4) There's a lot of evidence pointing toward the brain not simply operating as a network of discrete neurons, but as having holographic traits with waves of information propogating through it being correlated with other waves passing through it.

I bring this up because there seems to be other characteristics to the universe that operate along these lines also. It's possible there's much more interconnectedness in a large number of things, including consciousness than we really understand. (Maybe "intelligent design" is the only thing that exists in the universe?)

5) Consciousness has traits that appear to be discrete and digital instead of analog and continous. Our attention jumps between things instead of smoothly glading around. There might be two states involved, possibly perception and then action.

Something not too obvious about consciousness is how it actually observes a very compressed set of information. You might look at a tree and think you're seeing all of it, all the time you're looking at it, but actually most the tree you're perceiving is more of a sense of the general tree "texture" or characteristics. Consciously the mind tends to follow specific thoughts and you really one perceive a small amount of information in any specific moment of time - though when you refocus your attention elsewhere new details are extracted, so subjectively it appears that you're able to perceive all of it at once, but that's not really true. Even people with a photographic memory don't actually perceive the entire tree, they're simply able to store it (likely physically in the brain somehow) and then later go over this image consciously and extract information from it.

I say this because l think an old analog modem probably has a higher bandwidth than our conscious perceptions. The difference is that we have incredible mental algorithms for compressing a lot of data into a small available channel of information. (If we had compression algorithms that good for a DVD, you could probably fit 100 movies on a single disk).

6) Likely a large part of what we perceive as consciousness is due to the operation of the body and the brain. Consider that probably most people think thoughts in their native language, whereas language skills are likely part of the brain. There are structures we know are associated with language ... and, I've said it before, but who would envision English or some other human language as being the language of the "soul"?

One the other hand, patterns seem to be a rather universal language. There are many things that are beautiful or aesthetic pleasing and my guess is that part of this is that consciousness enjoys extracting and processing patterns and correlations. Recognition of music is partly mental, but the enjoyment of it would seem something that's part of the conscious experience. Music tends to be very mathematical with patterns.

Quantum computers have a trait novel to all other forms of mechanical computation - they can process in parallel merged sets of data quickly and generate a probabilistic result that tends to correlate with the most likely answer for this merged set - sort of like being able to calculate many things at once, in parallel and then randomly select one of the best results. This seems to correlate well with how consciousness works. Quantum computations also occur in phases (though I've heard there's some debate over this) where you expose a quantum system to a merged set of inputs and then let it settle down to the "selected" result.

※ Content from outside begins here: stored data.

//! Reversible mapping between host entity identifiers and resource URIs
//!
//! `light.kitchen` becomes `entity://light/kitchen`. Literal `/` and `%` in an
//! identifier are percent-escaped first so the mapping stays injective.

use thiserror::Error;

pub const RESOURCE_URI_PREFIX: &str = "entity://";

#[derive(Debug, Clone, PartialEq, Eq, Error)]
pub enum AddressError {
    #[error("invalid resource uri {0}")]
    InvalidUri(String),
}

pub fn encode(host_id: &str) -> String {
    let mut uri = String::with_capacity(RESOURCE_URI_PREFIX.len() + host_id.len());
    uri.push_str(RESOURCE_URI_PREFIX);
    for ch in host_id.chars() {
        match ch {
            '%' => uri.push_str("%25"),
            '/' => uri.push_str("%2F"),
            '.' => uri.push('/'),
            other => uri.push(other),
        }
    }
    uri
}

pub fn decode(uri: &str) -> Result<String, AddressError> {
    let invalid = || AddressError::InvalidUri(uri.to_string());
    let path = uri.strip_prefix(RESOURCE_URI_PREFIX).ok_or_else(invalid)?;
    if path.is_empty() {
        return Err(invalid());
    }

    let mut host_id = String::with_capacity(path.len());
    let mut chars = path.chars();
    while let Some(ch) = chars.next() {
        match ch {
            '/' => host_id.push('.'),
            '%' => {
                let escape: String = chars.by_ref().take(2).collect();
                match escape.as_str() {
                    "25" => host_id.push('%'),
                    "2F" => host_id.push('/'),
                    _ => return Err(invalid()),
                }
            }
            other => host_id.push(other),
        }
    }
    Ok(host_id)
}

#[cfg(test)]
mod tests {
    use super::*;
    use proptest::prelude::*;

    #[test]
    fn encodes_dotted_ids_as_paths() {
        assert_eq!(encode("light.kitchen"), "entity://light/kitchen");
        assert_eq!(
            decode("entity://light/kitchen").expect("valid uri"),
            "light.kitchen"
        );
    }

    #[test]
    fn slashes_and_dots_do_not_collide() {
        assert_ne!(encode("a.b"), encode("a/b"));
        assert_eq!(decode(&encode("a/b")).expect("valid uri"), "a/b");
        assert_eq!(decode(&encode("50%.x")).expect("valid uri"), "50%.x");
    }

    #[test]
    fn rejects_foreign_prefix_and_empty_path() {
        assert_eq!(
            decode("resource://light/kitchen"),
            Err(AddressError::InvalidUri("resource://light/kitchen".to_string()))
        );
        assert!(decode("entity://").is_err());
        assert!(decode("entity://light/%zz").is_err());
        assert!(decode("entity://light/%2").is_err());
    }

    proptest! {
        #[test]
        fn decode_reverses_encode(host_id in "\\PC{1,40}") {
            prop_assert_eq!(decode(&encode(&host_id)).expect("encoded uri decodes"), host_id);
        }

        #[test]
        fn distinct_ids_get_distinct_uris(left in "[a-z./%_]{1,12}", right in "[a-z./%_]{1,12}") {
            prop_assume!(left != right);
            prop_assert_ne!(encode(&left), encode(&right));
        }

        #[test]
        fn unprefixed_strings_are_rejected(value in "\\PC{0,40}") {
            prop_assume!(!value.starts_with(RESOURCE_URI_PREFIX));
            prop_assert!(matches!(decode(&value), Err(AddressError::InvalidUri(_))));
        }
    }
}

From an evolutionary point of view, if quantum computations have the expected level of computation power for some problems, then likely nature would have taken advantage of this already so it would make sense that forms of life would use this.

Also quantum properties aren't specific to any particular of matter but can be passed between them as they interact, so this could be correlated with the ability for consciousness to remain "attached" to a body, though specific atoms or matter in the body are only temporarily present and are "passed through the system" over time.

Sidenote: These quantum computations only provide an advantage for some types of computations, not all. A classical computer could likely do at least as well as a quantum computer for many types of calculations.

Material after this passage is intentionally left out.